#### ACTIVITY:
Produce an exact copy of the lines below, starting at the first and ending with the line containing "-> Result<Value, HttpError>;".

#### DATA TO PROCESS:
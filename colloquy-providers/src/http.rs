//! HTTP client abstraction and utilities

use crate::constants::DEFAULT_HTTP_TIMEOUT;
use crate::error::{parse_retry_after, HttpError};
use bytes::Bytes;
use colloquy_core::Error;
use futures::{Stream, TryStreamExt};
use reqwest::header::{HeaderMap, HeaderValue, AUTHORIZATION, CONTENT_TYPE, RETRY_AFTER};
use serde_json::Value;
use std::pin::Pin;

/// Type alias for response body streams
pub type ResponseStream = Pin<Box<dyn Stream<Item = Result<Bytes, HttpError>> + Send>>;

/// HTTP client abstraction
///
/// Adapters talk to the network only through this trait so tests can swap in
/// canned responses.
#[async_trait::async_trait]
pub trait HttpClient: Send + Sync {
    /// Send a POST request and decode the JSON response
    async fn post(&self, url: &str, headers: HeaderMap, body: Value) -> Result<Value, HttpError>;

    /// Send a POST request and return the raw response body as it arrives
    ///
    /// Dropping the returned stream closes the connection.
    async fn post_stream(
        &self,
        url: &str,
        headers: HeaderMap,
        body: Value,
    ) -> Result<ResponseStream, HttpError>;
}

/// Default HTTP client implementation using reqwest
#[derive(Clone)]
pub struct ReqwestClient {
    client: reqwest::Client,
}

impl ReqwestClient {
    /// Create a new HTTP client
    pub fn new() -> Result<Self, Error> {
        let client = reqwest::Client::builder()
            .timeout(DEFAULT_HTTP_TIMEOUT)
            .build()
            .map_err(|e| Error::Configuration(format!("Failed to build HTTP client: {}", e)))?;

        Ok(Self { client })
    }

    /// Wrap an already configured reqwest client
    pub fn from_client(client: reqwest::Client) -> Self {
        Self { client }
    }

    async fn send(
        &self,
        url: &str,
        headers: HeaderMap,
        body: Value,
    ) -> Result<reqwest::Response, HttpError> {
        let response = self
            .client
            .post(url)
            .headers(headers)
            .json(&body)
            .send()
            .await?;

        if response.status().is_success() {
            return Ok(response);
        }

        let status = response.status().as_u16();
        let retry_after = response
            .headers()
            .get(RETRY_AFTER)
            .and_then(|v| v.to_str().ok())
            .and_then(parse_retry_after);
        let body = response.text().await.unwrap_or_default();

        Err(HttpError::Status {
            status,
            retry_after,
            body,
        })
    }
}

#[async_trait::async_trait]
impl HttpClient for ReqwestClient {
    async fn post(&self, url: &str, headers: HeaderMap, body: Value) -> Result<Value, HttpError> {
        let response = self.send(url, headers, body).await?;
        let bytes = response.bytes().await?;
        Ok(serde_json::from_slice(&bytes)?)
    }

    async fn post_stream(
        &self,
        url: &str,
        headers: HeaderMap,
        body: Value,
    ) -> Result<ResponseStream, HttpError> {
        let response = self.send(url, headers, body).await?;
        Ok(Box::pin(response.bytes_stream().map_err(HttpError::from)))
    }
}

/// Helper to create common headers
pub fn create_headers(api_key: &str, additional: Option<HeaderMap>) -> Result<HeaderMap, Error> {
    let mut headers = HeaderMap::new();

    headers.insert(
        AUTHORIZATION,
        HeaderValue::from_str(&format!("Bearer {}", api_key))
            .map_err(|e| Error::Configuration(format!("Invalid API key: {}", e)))?,
    );

    headers.insert(CONTENT_TYPE, HeaderValue::from_static("application/json"));

    if let Some(additional) = additional {
        headers.extend(additional);
    }

    Ok(headers)
}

#### FINISHED EXERCISE:
filename colloquy-providers/src/http.rs
//! HTTP client abstraction and utilities

use crate::constants::DEFAULT_HTTP_TIMEOUT;
use crate::error::{parse_retry_after, HttpError};
use bytes::Bytes;
use colloquy_core::Error;
use futures::{Stream, TryStreamExt};
use reqwest::header::{HeaderMap, HeaderValue, AUTHORIZATION, CONTENT_TYPE, RETRY_AFTER};
use serde_json::Value;
use std::pin::Pin;

/// Type alias for response body streams
pub type ResponseStream = Pin<Box<dyn Stream<Item = Result<Bytes, HttpError>> + Send>>;

/// HTTP client abstraction
///
/// Adapters talk to the network only through this trait so tests can swap in
/// canned responses.
#[async_trait::async_trait]
pub trait HttpClient: Send + Sync {
    /// Send a POST request and decode the JSON response
    async fn post(&self, url: &str, headers: HeaderMap, body: Value) -> Result<Value, HttpError>;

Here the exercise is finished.